> **Available data**
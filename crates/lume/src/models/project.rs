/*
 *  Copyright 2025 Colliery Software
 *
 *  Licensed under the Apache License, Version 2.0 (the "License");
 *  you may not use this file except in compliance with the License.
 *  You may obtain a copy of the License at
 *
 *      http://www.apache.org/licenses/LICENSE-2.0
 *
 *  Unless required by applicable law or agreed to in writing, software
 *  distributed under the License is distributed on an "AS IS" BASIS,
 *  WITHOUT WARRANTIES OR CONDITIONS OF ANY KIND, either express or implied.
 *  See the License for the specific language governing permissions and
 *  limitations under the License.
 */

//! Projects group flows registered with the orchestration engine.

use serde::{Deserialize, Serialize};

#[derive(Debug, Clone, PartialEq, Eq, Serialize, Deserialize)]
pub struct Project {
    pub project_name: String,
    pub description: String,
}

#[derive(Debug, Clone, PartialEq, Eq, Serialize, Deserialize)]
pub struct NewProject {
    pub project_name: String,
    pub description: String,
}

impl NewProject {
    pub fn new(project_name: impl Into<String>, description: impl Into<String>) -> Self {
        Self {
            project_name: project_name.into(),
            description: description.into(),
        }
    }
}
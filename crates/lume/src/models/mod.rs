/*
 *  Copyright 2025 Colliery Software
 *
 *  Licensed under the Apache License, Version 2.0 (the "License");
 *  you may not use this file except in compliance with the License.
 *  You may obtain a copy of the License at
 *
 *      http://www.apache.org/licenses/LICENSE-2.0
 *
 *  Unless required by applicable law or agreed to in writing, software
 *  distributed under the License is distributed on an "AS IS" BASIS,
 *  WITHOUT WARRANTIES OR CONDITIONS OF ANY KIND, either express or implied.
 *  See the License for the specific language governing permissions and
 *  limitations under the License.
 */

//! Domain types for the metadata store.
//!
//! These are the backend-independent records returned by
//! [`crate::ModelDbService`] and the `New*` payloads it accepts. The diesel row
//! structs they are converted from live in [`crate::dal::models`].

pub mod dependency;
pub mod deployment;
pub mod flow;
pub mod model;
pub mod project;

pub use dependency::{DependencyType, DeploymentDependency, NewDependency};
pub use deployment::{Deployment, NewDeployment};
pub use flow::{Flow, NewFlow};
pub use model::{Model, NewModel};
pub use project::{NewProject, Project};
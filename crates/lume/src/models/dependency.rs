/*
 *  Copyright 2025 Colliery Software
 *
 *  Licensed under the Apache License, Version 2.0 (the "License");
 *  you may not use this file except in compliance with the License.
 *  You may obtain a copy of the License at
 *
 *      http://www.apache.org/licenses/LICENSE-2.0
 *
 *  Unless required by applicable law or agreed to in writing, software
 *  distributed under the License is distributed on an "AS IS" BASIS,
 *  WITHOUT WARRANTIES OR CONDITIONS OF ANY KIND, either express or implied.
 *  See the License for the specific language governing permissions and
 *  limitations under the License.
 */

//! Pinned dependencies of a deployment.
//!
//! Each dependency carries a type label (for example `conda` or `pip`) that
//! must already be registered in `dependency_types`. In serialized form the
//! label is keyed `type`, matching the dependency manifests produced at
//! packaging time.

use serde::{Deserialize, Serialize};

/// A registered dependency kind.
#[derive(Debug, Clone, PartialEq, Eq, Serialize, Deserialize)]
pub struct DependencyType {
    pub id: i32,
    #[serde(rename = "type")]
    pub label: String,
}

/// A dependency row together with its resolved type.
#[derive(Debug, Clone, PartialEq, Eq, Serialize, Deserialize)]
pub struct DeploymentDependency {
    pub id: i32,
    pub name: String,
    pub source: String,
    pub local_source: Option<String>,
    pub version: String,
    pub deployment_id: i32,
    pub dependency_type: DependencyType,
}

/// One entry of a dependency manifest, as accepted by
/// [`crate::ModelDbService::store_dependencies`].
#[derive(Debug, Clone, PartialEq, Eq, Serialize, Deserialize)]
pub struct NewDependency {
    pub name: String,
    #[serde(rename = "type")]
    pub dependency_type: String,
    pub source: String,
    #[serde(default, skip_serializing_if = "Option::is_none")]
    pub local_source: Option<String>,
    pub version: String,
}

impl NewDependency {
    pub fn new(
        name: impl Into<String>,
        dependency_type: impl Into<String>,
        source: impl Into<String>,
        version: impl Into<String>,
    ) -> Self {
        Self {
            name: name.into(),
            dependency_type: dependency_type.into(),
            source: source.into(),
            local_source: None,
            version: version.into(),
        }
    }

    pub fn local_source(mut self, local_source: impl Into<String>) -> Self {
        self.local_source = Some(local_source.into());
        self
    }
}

> **Instructions for the task**
Reproduce the listing exactly, leaving nothing out.

> **Your response**
filename crates/lume/src/models/project.rs
/*
 *  Copyright 2025 Colliery Software
 *
 *  Licensed under the Apache License, Version 2.0 (the "License");
 *  you may not use this file except in compliance with the License.
 *  You may obtain a copy of the License at
 *
 *      http://www.apache.org/licenses/LICENSE-2.0
 *
 *  Unless required by applicable law or agreed to in writing, software
 *  distributed under the License is distributed on an "AS IS" BASIS,
 *  WITHOUT WARRANTIES OR CONDITIONS OF ANY KIND, either express or implied.
 *  See the License for the specific language governing permissions and
 *  limitations under the License.
 */

//! Projects group flows registered with the orchestration engine.

use serde::{Deserialize, Serialize};

#[derive(Debug, Clone, PartialEq, Eq, Serialize, Deserialize)]
pub struct Project {
    pub project_name: String,
    pub description: String,
}

#[derive(Debug, Clone, PartialEq, Eq, Serialize, Deserialize)]
pub struct NewProject {
    pub project_name: String,
    pub description: String,
}

impl NewProject {
    pub fn new(project_name: impl Into<String>, description: impl Into<String>) -> Self {
        Self {
            project_name: project_name.into(),
            description: description.into(),
        }
    }
}
filename crates/lume/src/models/mod.rs
/*
 *  Copyright 2025 Colliery Software
 *
 *  Licensed under the Apache License, Version 2.0 (the "License");
 *  you may not use this file except in compliance with the License.
 *  You may obtain a copy of the License at
 *
 *      http://www.apache.org/licenses/LICENSE-2.0
 *
 *  Unless required by applicable law or agreed to in writing, software
 *  distributed under the License is distributed on an "AS IS" BASIS,
 *  WITHOUT WARRANTIES OR CONDITIONS OF ANY KIND, either express or implied.
 *  See the License for the specific language governing permissions and
 *  limitations under the License.
 */

//! Domain types for the metadata store.
//!
//! These are the backend-independent records returned by
//! [`crate::ModelDbService`] and the `New*` payloads it accepts. The diesel row
//! structs they are converted from live in [`crate::dal::models`].

pub mod dependency;
pub mod deployment;
pub mod flow;
pub mod model;
pub mod project;

pub use dependency::{DependencyType, DeploymentDependency, NewDependency};
pub use deployment::{Deployment, NewDeployment};
pub use flow::{Flow, NewFlow};
pub use model::{Model, NewModel};
pub use project::{NewProject, Project};
filename crates/lume/src/models/dependency.rs
/*
 *  Copyright 2025 Colliery Software
 *
 *  Licensed under the Apache License, Version 2.0 (the "License");
 *  you may not use this file except in compliance with the License.
 *  You may obtain a copy of the License at
 *
 *      http://www.apache.org/licenses/LICENSE-2.0
 *
 *  Unless required by applicable law or agreed to in writing, software
 *  distributed under the License is distributed on an "AS IS" BASIS,
 *  WITHOUT WARRANTIES OR CONDITIONS OF ANY KIND, either express or implied.
 *  See the License for the specific language governing permissions and
 *  limitations under the License.
 */

//! Pinned dependencies of a deployment.
//!
//! Each dependency carries a type label (for example `conda` or `pip`) that
//! must already be registered in `dependency_types`. In serialized form the
//! label is keyed `type`, matching the dependency manifests produced at
//! packaging time.

use serde::{Deserialize, Serialize};

/// A registered dependency kind.
#[derive(Debug, Clone, PartialEq, Eq, Serialize, Deserialize)]
pub struct DependencyType {
    pub id: i32,
    #[serde(rename = "type")]
    pub label: String,
}

/// A dependency row together with its resolved type.
#[derive(Debug, Clone, PartialEq, Eq, Serialize, Deserialize)]
pub struct DeploymentDependency {
    pub id: i32,
    pub name: String,
    pub source: String,
    pub local_source: Option<String>,
    pub version: String,
    pub deployment_id: i32,
    pub dependency_type: DependencyType,
}

/// One entry of a dependency manifest, as accepted by
/// [`crate::ModelDbService::store_dependencies`].
#[derive(Debug, Clone, PartialEq, Eq, Serialize, Deserialize)]
pub struct NewDependency {
    pub name: String,
    #[serde(rename = "type")]
    pub dependency_type: String,
    pub source: String,
    #[serde(default, skip_serializing_if = "Option::is_none")]
    pub local_source: Option<String>,
    pub version: String,
}

impl NewDependency {
    pub fn new(
        name: impl Into<String>,
        dependency_type: impl Into<String>,
        source: impl Into<String>,
        version: impl Into<String>,
    ) -> Self {
        Self {
            name: name.into(),
            dependency_type: dependency_type.into(),
            source: source.into(),
            local_source: None,
            version: version.into(),
        }
    }

    pub fn local_source(mut self, local_source: impl Into<String>) -> Self {
        self.local_source = Some(local_source.into());
        self
    }
}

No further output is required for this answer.